* [YOUR GOAL]: Wherever "unit" occurs in the entries, copy the line that holds it.

* [MATERIAL FOR THE TASK]:
[Start of Attachment]
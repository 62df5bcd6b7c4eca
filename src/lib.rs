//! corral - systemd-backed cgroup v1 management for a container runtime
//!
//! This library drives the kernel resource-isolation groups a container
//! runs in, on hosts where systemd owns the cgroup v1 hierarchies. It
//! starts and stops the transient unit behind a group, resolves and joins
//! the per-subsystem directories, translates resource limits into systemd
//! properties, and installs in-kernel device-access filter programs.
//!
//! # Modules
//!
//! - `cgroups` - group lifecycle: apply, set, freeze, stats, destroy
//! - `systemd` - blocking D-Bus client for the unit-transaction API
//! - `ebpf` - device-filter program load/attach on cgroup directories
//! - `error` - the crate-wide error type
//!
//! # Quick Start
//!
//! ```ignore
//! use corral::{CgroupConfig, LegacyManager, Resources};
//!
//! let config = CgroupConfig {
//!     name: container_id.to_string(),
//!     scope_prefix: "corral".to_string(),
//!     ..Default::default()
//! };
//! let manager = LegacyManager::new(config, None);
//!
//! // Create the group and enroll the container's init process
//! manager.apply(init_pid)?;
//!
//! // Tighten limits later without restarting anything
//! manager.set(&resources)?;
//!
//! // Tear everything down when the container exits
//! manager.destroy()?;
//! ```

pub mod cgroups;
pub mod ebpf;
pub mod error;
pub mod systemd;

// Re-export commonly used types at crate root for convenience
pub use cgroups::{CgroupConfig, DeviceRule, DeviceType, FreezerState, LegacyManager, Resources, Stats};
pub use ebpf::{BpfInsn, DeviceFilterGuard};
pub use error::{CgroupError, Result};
[End of Attachment]
* [EXERCISE OUTPUT]:
//! starts and stops the transient unit behind a group, resolves and joins
//! - `systemd` - blocking D-Bus client for the unit-transaction API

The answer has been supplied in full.